» **What to work on**: For this exercise, output every line of the data as it stands.

*** Data excerpts ***

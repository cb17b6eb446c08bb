use chrono::{DateTime, Datelike, Utc};
use std::fmt;

use crate::gateway::{BankAccountDetails, CardDetails};

pub const IDEMPOTENCY_KEY_MAX_LEN: usize = 255;
pub const TOKEN_MAX_LEN: usize = 128;
pub const ALLOWED_CURRENCIES: &[&str] = &["USD"];
/// Largest amount the gateway's `D.DD` field is allowed to carry.
pub const MAX_AMOUNT_CENTS: i64 = 9_999_999_999;

#[derive(Debug, Clone, PartialEq, Eq)]
pub struct ValidationError {
    pub field: &'static str,
    pub message: String,
}

impl ValidationError {
    pub fn new(field: &'static str, message: impl Into<String>) -> Self {
        Self {
            field,
            message: message.into(),
        }
    }
}

impl fmt::Display for ValidationError {
    fn fmt(&self, f: &mut fmt::Formatter<'_>) -> fmt::Result {
        write!(f, "{}: {}", self.field, self.message)
    }
}

impl std::error::Error for ValidationError {}

pub type ValidationResult = Result<(), ValidationError>;

pub fn validate_required(field: &'static str, value: &str) -> ValidationResult {
    if value.trim().is_empty() {
        return Err(ValidationError::new(field, "must not be empty"));
    }

    Ok(())
}

pub fn validate_max_len(field: &'static str, value: &str, max_len: usize) -> ValidationResult {
    if value.len() > max_len {
        return Err(ValidationError::new(
            field,
            format!("must be at most {} characters", max_len),
        ));
    }

    Ok(())
}

pub fn validate_enum(field: &'static str, value: &str, allowed: &[&str]) -> ValidationResult {
    if allowed.iter().all(|candidate| value != *candidate) {
        return Err(ValidationError::new(
            field,
            format!("must be one of: {}", allowed.join(", ")),
        ));
    }

    Ok(())
}

fn validate_digits(
    field: &'static str,
    value: &str,
    min_len: usize,
    max_len: usize,
) -> ValidationResult {
    if !value.chars().all(|ch| ch.is_ascii_digit()) {
        return Err(ValidationError::new(field, "must contain only digits"));
    }

    if !(min_len..=max_len).contains(&value.len()) {
        let message = if min_len == max_len {
            format!("must be exactly {} digits", min_len)
        } else {
            format!("must be {}-{} digits", min_len, max_len)
        };
        return Err(ValidationError::new(field, message));
    }

    Ok(())
}

pub fn validate_idempotency_key(key: &str) -> ValidationResult {
    validate_required("idempotency_key", key)?;
    validate_max_len("idempotency_key", key, IDEMPOTENCY_KEY_MAX_LEN)?;

    if key.chars().any(|ch| ch.is_control()) {
        return Err(ValidationError::new(
            "idempotency_key",
            "must not contain control characters",
        ));
    }

    Ok(())
}

pub fn validate_currency(currency: &str) -> ValidationResult {
    validate_required("currency", currency)?;
    validate_enum("currency", currency, ALLOWED_CURRENCIES)
}

pub fn validate_positive_amount(amount_cents: i64) -> ValidationResult {
    if amount_cents <= 0 {
        return Err(ValidationError::new("amount", "must be greater than zero"));
    }

    if amount_cents > MAX_AMOUNT_CENTS {
        return Err(ValidationError::new("amount", "exceeds the gateway maximum"));
    }

    Ok(())
}

pub fn validate_token(field: &'static str, token: &str) -> ValidationResult {
    validate_required(field, token)?;
    validate_max_len(field, token, TOKEN_MAX_LEN)?;

    if !token.chars().all(|ch| ch.is_ascii_alphanumeric() || ch == '-' || ch == '_') {
        return Err(ValidationError::new(field, "contains invalid characters"));
    }

    Ok(())
}

fn luhn_valid(number: &str) -> bool {
    let mut sum = 0;
    for (i, ch) in number.chars().rev().enumerate() {
        let Some(mut digit) = ch.to_digit(10) else {
            return false;
        };
        if i % 2 == 1 {
            digit *= 2;
            if digit > 9 {
                digit -= 9;
            }
        }
        sum += digit;
    }
    sum % 10 == 0
}

/// Card payload checks. `now` decides expiry: a card is valid through the
/// last day of its expiry month.
pub fn validate_card(card: &CardDetails, now: DateTime<Utc>) -> ValidationResult {
    validate_digits("card.account_number", &card.account_number, 12, 19)?;
    if !luhn_valid(&card.account_number) {
        return Err(ValidationError::new(
            "card.account_number",
            "fails the check digit",
        ));
    }

    if !(1..=12).contains(&card.exp_month) {
        return Err(ValidationError::new("card.exp_month", "must be 1-12"));
    }

    let current = (now.year() as u32, now.month());
    if (card.exp_year, card.exp_month) < current {
        return Err(ValidationError::new("card.exp_year", "card has expired"));
    }

    if let Some(cvv) = &card.cvv {
        validate_digits("card.cvv", cvv, 3, 4)?;
    }

    if let Some(postal_code) = &card.postal_code {
        validate_required("card.postal_code", postal_code)?;
        validate_max_len("card.postal_code", postal_code, 10)?;
    }

    Ok(())
}

/// ABA routing number checksum: 3-7-1 weights over the nine digits.
fn routing_checksum_valid(routing: &str) -> bool {
    const WEIGHTS: [u32; 9] = [3, 7, 1, 3, 7, 1, 3, 7, 1];
    let digits: Option<Vec<u32>> = routing.chars().map(|ch| ch.to_digit(10)).collect();
    match digits {
        Some(digits) if digits.len() == 9 => {
            digits.iter().zip(WEIGHTS).map(|(d, w)| d * w).sum::<u32>() % 10 == 0
        }
        _ => false,
    }
}

pub fn validate_bank_account(account: &BankAccountDetails) -> ValidationResult {
    validate_digits("bank_account.routing_number", &account.routing_number, 9, 9)?;
    if !routing_checksum_valid(&account.routing_number) {
        return Err(ValidationError::new(
            "bank_account.routing_number",
            "fails the ABA checksum",
        ));
    }

    validate_digits("bank_account.account_number", &account.account_number, 4, 17)
}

*** End of Data excerpts ***

» **Output of the task**:
repository cb17b6eb446c08bb
use chrono::{DateTime, Datelike, Utc};
use std::fmt;

use crate::gateway::{BankAccountDetails, CardDetails};

pub const IDEMPOTENCY_KEY_MAX_LEN: usize = 255;
pub const TOKEN_MAX_LEN: usize = 128;
pub const ALLOWED_CURRENCIES: &[&str] = &["USD"];
/// Largest amount the gateway's `D.DD` field is allowed to carry.
pub const MAX_AMOUNT_CENTS: i64 = 9_999_999_999;

#[derive(Debug, Clone, PartialEq, Eq)]
pub struct ValidationError {
    pub field: &'static str,
    pub message: String,
}

impl ValidationError {
    pub fn new(field: &'static str, message: impl Into<String>) -> Self {
        Self {
            field,
            message: message.into(),
        }
    }
}

impl fmt::Display for ValidationError {
    fn fmt(&self, f: &mut fmt::Formatter<'_>) -> fmt::Result {
        write!(f, "{}: {}", self.field, self.message)
    }
}

impl std::error::Error for ValidationError {}

pub type ValidationResult = Result<(), ValidationError>;

pub fn validate_required(field: &'static str, value: &str) -> ValidationResult {
    if value.trim().is_empty() {
        return Err(ValidationError::new(field, "must not be empty"));
    }

    Ok(())
}

pub fn validate_max_len(field: &'static str, value: &str, max_len: usize) -> ValidationResult {
    if value.len() > max_len {
        return Err(ValidationError::new(
            field,
            format!("must be at most {} characters", max_len),
        ));
    }

    Ok(())
}

pub fn validate_enum(field: &'static str, value: &str, allowed: &[&str]) -> ValidationResult {
    if allowed.iter().all(|candidate| value != *candidate) {
        return Err(ValidationError::new(
            field,
            format!("must be one of: {}", allowed.join(", ")),
        ));
    }

    Ok(())
}

fn validate_digits(
    field: &'static str,
    value: &str,
    min_len: usize,
    max_len: usize,
) -> ValidationResult {
    if !value.chars().all(|ch| ch.is_ascii_digit()) {
        return Err(ValidationError::new(field, "must contain only digits"));
    }

    if !(min_len..=max_len).contains(&value.len()) {
        let message = if min_len == max_len {
            format!("must be exactly {} digits", min_len)
        } else {
            format!("must be {}-{} digits", min_len, max_len)
        };
        return Err(ValidationError::new(field, message));
    }

    Ok(())
}

pub fn validate_idempotency_key(key: &str) -> ValidationResult {
    validate_required("idempotency_key", key)?;
    validate_max_len("idempotency_key", key, IDEMPOTENCY_KEY_MAX_LEN)?;

    if key.chars().any(|ch| ch.is_control()) {
        return Err(ValidationError::new(
            "idempotency_key",
            "must not contain control characters",
        ));
    }

    Ok(())
}

pub fn validate_currency(currency: &str) -> ValidationResult {
    validate_required("currency", currency)?;
    validate_enum("currency", currency, ALLOWED_CURRENCIES)
}

pub fn validate_positive_amount(amount_cents: i64) -> ValidationResult {
    if amount_cents <= 0 {
        return Err(ValidationError::new("amount", "must be greater than zero"));
    }

    if amount_cents > MAX_AMOUNT_CENTS {
        return Err(ValidationError::new("amount", "exceeds the gateway maximum"));
    }

    Ok(())
}

pub fn validate_token(field: &'static str, token: &str) -> ValidationResult {
    validate_required(field, token)?;
    validate_max_len(field, token, TOKEN_MAX_LEN)?;

    if !token.chars().all(|ch| ch.is_ascii_alphanumeric() || ch == '-' || ch == '_') {
        return Err(ValidationError::new(field, "contains invalid characters"));
    }

    Ok(())
}

fn luhn_valid(number: &str) -> bool {
    let mut sum = 0;
    for (i, ch) in number.chars().rev().enumerate() {
        let Some(mut digit) = ch.to_digit(10) else {
            return false;
        };
        if i % 2 == 1 {
            digit *= 2;
            if digit > 9 {
                digit -= 9;
            }
        }
        sum += digit;
    }
    sum % 10 == 0
}

/// Card payload checks. `now` decides expiry: a card is valid through the
/// last day of its expiry month.
pub fn validate_card(card: &CardDetails, now: DateTime<Utc>) -> ValidationResult {
    validate_digits("card.account_number", &card.account_number, 12, 19)?;
    if !luhn_valid(&card.account_number) {
        return Err(ValidationError::new(
            "card.account_number",
            "fails the check digit",
        ));
    }

    if !(1..=12).contains(&card.exp_month) {
        return Err(ValidationError::new("card.exp_month", "must be 1-12"));
    }

    let current = (now.year() as u32, now.month());
    if (card.exp_year, card.exp_month) < current {
        return Err(ValidationError::new("card.exp_year", "card has expired"));
    }

    if let Some(cvv) = &card.cvv {
        validate_digits("card.cvv", cvv, 3, 4)?;
    }

    if let Some(postal_code) = &card.postal_code {
        validate_required("card.postal_code", postal_code)?;
        validate_max_len("card.postal_code", postal_code, 10)?;
    }

    Ok(())
}

/// ABA routing number checksum: 3-7-1 weights over the nine digits.
fn routing_checksum_valid(routing: &str) -> bool {
    const WEIGHTS: [u32; 9] = [3, 7, 1, 3, 7, 1, 3, 7, 1];
    let digits: Option<Vec<u32>> = routing.chars().map(|ch| ch.to_digit(10)).collect();
    match digits {
        Some(digits) if digits.len() == 9 => {
            digits.iter().zip(WEIGHTS).map(|(d, w)| d * w).sum::<u32>() % 10 == 0
        }
        _ => false,
    }
}

pub fn validate_bank_account(account: &BankAccountDetails) -> ValidationResult {
    validate_digits("bank_account.routing_number", &account.routing_number, 9, 9)?;
    if !routing_checksum_valid(&account.routing_number) {
        return Err(ValidationError::new(
            "bank_account.routing_number",
            "fails the ABA checksum",
        ));
    }

    validate_digits("bank_account.account_number", &account.account_number, 4, 17)
}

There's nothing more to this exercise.